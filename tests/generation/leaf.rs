//! Leaf generator properties.

use crate::{init_tracing, SEED};
use rand::rngs::StdRng;
use rand::SeedableRng;
use shapegen::{
    BoolConfig, Catalog, ComplexConfig, Engine, FloatConfig, IntConfig, Shape, ShapeKind,
    StringConfig, UintConfig, Value,
};

#[test]
fn test_int_range_containment() {
    init_tracing();
    let engine = Engine::new(Catalog::new().with(ShapeKind::Int64, IntConfig::new(-50, 50)));
    let mut rng = StdRng::seed_from_u64(SEED);

    for _ in 0..10_000 {
        let value = engine.generate(&Shape::Int64, &mut rng).unwrap().unwrap();
        let v = value.as_i64().unwrap();
        assert!((-50..=50).contains(&v), "{v} out of range");
    }
}

#[test]
fn test_inverted_int_range_yields_zero() {
    init_tracing();
    let engine = Engine::new(Catalog::new().with(ShapeKind::Int32, IntConfig::new(10, 5)));
    let mut rng = StdRng::seed_from_u64(SEED);

    for _ in 0..1_000 {
        assert_eq!(
            engine.generate(&Shape::Int32, &mut rng),
            Ok(Some(Value::Int32(0)))
        );
    }
}

#[test]
fn test_default_widths_are_respected() {
    init_tracing();
    let engine = Engine::with_defaults();
    let mut rng = StdRng::seed_from_u64(SEED);

    for _ in 0..1_000 {
        let v = engine.generate(&Shape::Uint8, &mut rng).unwrap().unwrap();
        assert!(matches!(v, Value::Uint8(_)));

        let v = engine.generate(&Shape::Int64, &mut rng).unwrap().unwrap();
        let v = v.as_i64().unwrap();
        assert!((-1_000_000..=1_000_000).contains(&v));

        let v = engine.generate(&Shape::Float64, &mut rng).unwrap().unwrap();
        let v = v.as_f64().unwrap();
        assert!((-1000.0..1000.0).contains(&v));
    }
}

#[test]
fn test_uint_and_float_overrides() {
    init_tracing();
    let catalog = Catalog::new()
        .with(ShapeKind::Uint16, UintConfig::new(100, 200))
        .with(ShapeKind::Float32, FloatConfig::new(0.5, 0.75));
    let engine = Engine::new(catalog);
    let mut rng = StdRng::seed_from_u64(SEED);

    for _ in 0..1_000 {
        let v = engine.generate(&Shape::Uint16, &mut rng).unwrap().unwrap();
        assert!(matches!(v, Value::Uint16(100..=200)));

        let Some(Value::Float32(f)) = engine.generate(&Shape::Float32, &mut rng).unwrap() else {
            panic!("Expected Float32 value");
        };
        assert!((0.5..=0.75).contains(&f));
    }
}

#[test]
fn test_complex_axes() {
    init_tracing();
    let catalog = Catalog::new().with(
        ShapeKind::Complex128,
        ComplexConfig::new((0.0, 1.0), (7.0, 7.0)),
    );
    let engine = Engine::new(catalog);
    let mut rng = StdRng::seed_from_u64(SEED);

    for _ in 0..1_000 {
        let value = engine.generate(&Shape::Complex128, &mut rng).unwrap().unwrap();
        let c = value.as_complex().unwrap();
        assert!((0.0..1.0).contains(&c.re));
        // Degenerate imaginary axis falls back to [-10, 10)
        assert!((-10.0..10.0).contains(&c.im));
    }
}

#[test]
fn test_fixed_alphabet_strings() {
    init_tracing();
    let catalog = Catalog::new().with(
        ShapeKind::String,
        StringConfig::new(4, 4).with_charset("abc"),
    );
    let engine = Engine::new(catalog);
    let mut rng = StdRng::seed_from_u64(SEED);

    for _ in 0..1_000 {
        let value = engine.generate(&Shape::String, &mut rng).unwrap().unwrap();
        let s = value.as_str().unwrap();
        assert_eq!(s.chars().count(), 4);
        assert!(s.chars().all(|c| "abc".contains(c)), "{s}");
    }
}

#[test]
fn test_default_strings_are_printable_ascii() {
    init_tracing();
    let engine = Engine::with_defaults();
    let mut rng = StdRng::seed_from_u64(SEED);

    for _ in 0..1_000 {
        let value = engine.generate(&Shape::String, &mut rng).unwrap().unwrap();
        let s = value.as_str().unwrap();
        assert!(s.len() <= 10);
        assert!(s.chars().all(|c| (' '..='~').contains(&c)));
    }
}

#[test]
fn test_forced_bool() {
    init_tracing();
    let catalog = Catalog::new().with(
        ShapeKind::Bool,
        BoolConfig {
            force_true: true,
            force_false: true,
        },
    );
    let engine = Engine::new(catalog);
    let mut rng = StdRng::seed_from_u64(SEED);

    for _ in 0..100 {
        assert_eq!(
            engine.generate(&Shape::Bool, &mut rng),
            Ok(Some(Value::Bool(true)))
        );
    }
}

* * * * * * *

• [Exercise prompt]: Copy out, in full, each line above that has the word "Some" in it.

• [Solved exercise]:
            Ok(Some(Value::Int32(0)))
        let Some(Value::Float32(f)) = engine.generate(&Shape::Float32, &mut rng).unwrap() else {
            Ok(Some(Value::Bool(true)))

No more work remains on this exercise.